日本酒というと、皆さんはどのようなものを想像するだろうか。やはり、透明できれいな日本酒を想像するだろう。それを小さなお猪口に注いでちびちびと飲むのがいいという人もたくさんいると思う。ただ、その日本酒の中でも最近ではいろいろな種類のものが発売されているのだ。中にはドンペリのように、ラベルが革でできたような一風変わった洋風の日本酒もあるくらいだ。また、発砲日本酒というものもある。これは、発泡性のある日本酒であり、例えばビールやサイダーのように、泡がシュワシュワと出る炭酸タイプの日本酒になる。日本酒で炭酸と聞くと、どこか変な感じもするが、その風味は甘くて柔らかい。そのため、お米を原料として利用したシャンパンのようなものと言ってもいいような風味が生まれる。

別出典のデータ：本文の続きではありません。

//! Error types for reqscope.
//!
//! Errors fall into three groups:
//!
//! - **Caller errors**: failures of wrapped business or external functions.
//!   These always reach the caller. `BoundaryError::Layer` adds layer context
//!   but keeps the original error as its `source()`.
//! - **Coordinator internal errors**: `SinkError`, `ContextError`,
//!   `ConfigError`. Sink failures never reach the caller. The sink set
//!   absorbs them.
//! - **Circuit-breaker rejections**: `BoundaryError::CircuitOpen`, kept
//!   separate from genuine downstream failures.

use std::error::Error as StdError;
use std::time::Duration;

use chrono::{DateTime, Utc};
use thiserror::Error;

use crate::error_context::error_identity;
use crate::types::Layer;

/// Boxed caller error preserved inside [`BoundaryError::Layer`].
pub type BoxError = Box<dyn StdError + Send + Sync + 'static>;

/// Errors surfaced by the boundary wrappers.
#[derive(Debug, Error)]
pub enum BoundaryError {
    /// A wrapped function failed; the original error is the `source`.
    #[error("{layer} layer operation '{operation}' failed: {source}")]
    Layer {
        /// Layer that wrapped the failure
        layer: Layer,
        /// Operation that failed
        operation: String,
        /// Identity of the original error (type + message)
        identity: String,
        /// The caller's original error
        #[source]
        source: BoxError,
    },

    /// Input validation rejected the call before it ran.
    #[error("{layer} layer operation '{operation}' rejected invalid input: {message}")]
    Validation {
        /// Layer that validated the input
        layer: Layer,
        /// Operation that was rejected
        operation: String,
        /// Validator message
        message: String,
    },

    /// An external call exceeded its deadline.
    #[error("external call '{operation}' on client '{client}' timed out after {after:?}")]
    Timeout {
        /// External client name
        client: String,
        /// Operation that timed out
        operation: String,
        /// Configured deadline
        after: Duration,
    },

    /// The client's circuit breaker is open; the call was not attempted.
    #[error("circuit breaker for client '{client}' is open since {open_since}")]
    CircuitOpen {
        /// External client name
        client: String,
        /// When the breaker opened
        open_since: DateTime<Utc>,
        /// Consecutive failures that opened it
        consecutive_failures: u32,
    },
}

impl BoundaryError {
    /// Wraps a caller error with layer context.
    pub fn layer<E>(layer: Layer, operation: impl Into<String>, error: E) -> Self
    where
        E: StdError + Send + Sync + 'static,
    {
        Self::Layer {
            layer,
            operation: operation.into(),
            identity: error_identity(&error),
            source: Box::new(error),
        }
    }

    /// Identity used for cascade suppression.
    ///
    /// A wrapped error reports the identity of the error it wraps, so the
    /// same failure seen at several layers is recognised as one.
    pub fn identity(&self) -> String {
        match self {
            Self::Layer { identity, .. } => identity.clone(),
            Self::Validation { message, .. } => format!("ValidationError: {message}"),
            Self::Timeout {
                client, operation, ..
            } => format!("TimeoutError: {client}.{operation}"),
            Self::CircuitOpen { client, .. } => format!("CircuitOpenError: {client}"),
        }
    }

    /// Returns the original caller error if it is of type `E`.
    pub fn downcast_source<E: StdError + 'static>(&self) -> Option<&E> {
        match self {
            Self::Layer { source, .. } => source.downcast_ref::<E>().or_else(|| {
                source
                    .downcast_ref::<Self>()
                    .and_then(Self::downcast_source::<E>)
            }),
            _ => None,
        }
    }

    /// Unwraps to the original caller error, if this is a wrapped failure.
    pub fn into_source(self) -> Result<BoxError, Self> {
        match self {
            Self::Layer { source, .. } => Ok(source),
            other => Err(other),
        }
    }

    /// Returns true if the breaker rejected the call.
    pub const fn is_circuit_open(&self) -> bool {
        matches!(self, Self::CircuitOpen { .. })
    }

    /// Returns true if the call timed out.
    pub const fn is_timeout(&self) -> bool {
        matches!(self, Self::Timeout { .. })
    }
}

/// Errors raised by sinks. Never propagated to callers of the logger.
#[derive(Debug, Error)]
pub enum SinkError {
    /// Writing to the underlying target failed.
    #[error("I/O error: {0}")]
    Io(#[from] std::io::Error),

    /// The record could not be rendered.
    #[error("Serialization failed: {0}")]
    Serialization(#[from] serde_json::Error),

    /// The async buffer is full; the record was not queued.
    #[error("Sink buffer is full (capacity {capacity})")]
    BufferFull {
        /// Buffer capacity
        capacity: usize,
    },

    /// The sink has been shut down.
    #[error("Sink '{0}' is closed")]
    Closed(String),

    /// The rotating log file could not be set up.
    #[error("Log rotation error: {0}")]
    Rotation(String),

    /// A remote collector rejected or failed to receive a batch.
    #[error("Transport error: {0}")]
    Transport(String),

    /// The sink needs a tokio runtime and none is running.
    #[error("No tokio runtime available for sink '{0}'")]
    NoRuntime(String),
}

/// Errors raised when manipulating a request context.
#[derive(Debug, Clone, Error, PartialEq, Eq)]
pub enum ContextError {
    /// Adding the attribute would exceed the aggregate size cap.
    #[error("Attribute '{key}' would exceed the {limit} byte attribute limit")]
    AttributeLimitExceeded {
        /// Attribute key
        key: String,
        /// Configured limit in bytes
        limit: usize,
    },

    /// A business tag failed validation.
    #[error("Invalid value for tag '{tag}': {reason}")]
    InvalidTag {
        /// Tag name
        tag: String,
        /// Validation failure
        reason: String,
    },

    /// An async task tried to start a request outside a request scope.
    #[error("No request scope in this task; run the request inside Coordinator::scope")]
    Unscoped,
}

/// Errors raised while loading configuration.
#[derive(Debug, Clone, Error, PartialEq, Eq)]
pub enum ConfigError {
    /// A configuration value could not be parsed or is out of range.
    #[error("Invalid value '{value}' for {key}: {reason}")]
    InvalidValue {
        /// Configuration key
        key: String,
        /// Raw value
        value: String,
        /// Why it was rejected
        reason: String,
    },

    /// The tracing subscriber could not be installed.
    #[error("Failed to install tracing subscriber: {0}")]
    Subscriber(String),
}

impl ConfigError {
    pub(crate) fn invalid(key: &str, value: &str, reason: impl ToString) -> Self {
        Self::InvalidValue {
            key: key.to_string(),
            value: value.to_string(),
            reason: reason.to_string(),
        }
    }
}

#[cfg(test)]
mod tests {
    use super::*;

    #[derive(Debug, Error)]
    #[error("database unreachable")]
    struct DbError;

    #[test]
    fn layer_error_preserves_source() {
        let err = BoundaryError::layer(Layer::Service, "load", DbError);
        assert!(err.downcast_source::<DbError>().is_some());
        assert_eq!(err.source().map(ToString::to_string).as_deref(), Some("database unreachable"));
        assert!(err.to_string().contains("service layer operation 'load'"));
    }

    #[test]
    fn nested_layer_errors_keep_root_identity() {
        let inner = BoundaryError::layer(Layer::Domain, "load", DbError);
        let inner_identity = inner.identity();
        let outer = BoundaryError::layer(Layer::Service, "handle", inner);
        assert_eq!(outer.identity(), inner_identity);
        assert!(outer.downcast_source::<DbError>().is_some());
    }

    #[test]
    fn into_source_returns_original() {
        let err = BoundaryError::layer(Layer::Api, "get", DbError);
        let source = err.into_source().unwrap();
        assert!(source.downcast_ref::<DbError>().is_some());
    }

    #[test]
    fn circuit_open_is_distinct() {
        let err = BoundaryError::CircuitOpen {
            client: "llm".to_string(),
            open_since: Utc::now(),
            consecutive_failures: 3,
        };
        assert!(err.is_circuit_open());
        assert!(!err.is_timeout());
        assert!(err.downcast_source::<DbError>().is_none());
    }
}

この発砲日本酒の中でも大雑把に二つのタイプに分けることが出来る。まず、一つ目のタイプは、発酵する工程を早めに止めて瓶詰めすることによって、残っている糖分を瓶の内側で再発酵させて、炭酸ガスを発生させるタイプである。
さらにもう一つのタイプとしては、一つ目の日本酒のように日本酒を造る工程の中で発泡性を瓶の中に取り入れるのではじゃなく、醸造された日本酒に後から炭酸を吹き込むタイプである。
この二つの発泡性日本酒の喉越しにも違いがあるようである。まず一つ目の炭酸を瓶の中で発生させるタイプは、その炭酸が細やかで柔らかな感じがするそうである。一方、二つ目のタイプの、炭酸を後から付け加えたタイプの発泡性日本酒は、一つ目のタイプとは逆で、パンチの利いた喉越しだそうである。
アルコール度数に関しても5~7度ぐらいのそれほど高くないものが多い為、比較的飲みやすい。また、この発泡性日本酒には炭酸も加わっているので、ビールやサイダーのように爽快でキレがあり、後味のすっきりした日本酒だと言うことが出来る。さらに、少し甘口に仕上がっている商品が多いので、女性にも比較的飲まれやすい日本酒ということができる。
この発泡日本酒は、1998年の秋に株)一ノ蔵によって初めて発売された。それ以降、発泡性日本酒という新しい発想の日本酒は着実に世の中に認められてきている日本酒の1つである。
昔から日本酒を愛飲してきた人からすれば、少し邪道だと思われる人もいるかもしれないが、日本酒に新たな息を吹き込んだこの発砲日本酒は、これからどんどんとメジャーな日本酒として愛飲されていきたいものである。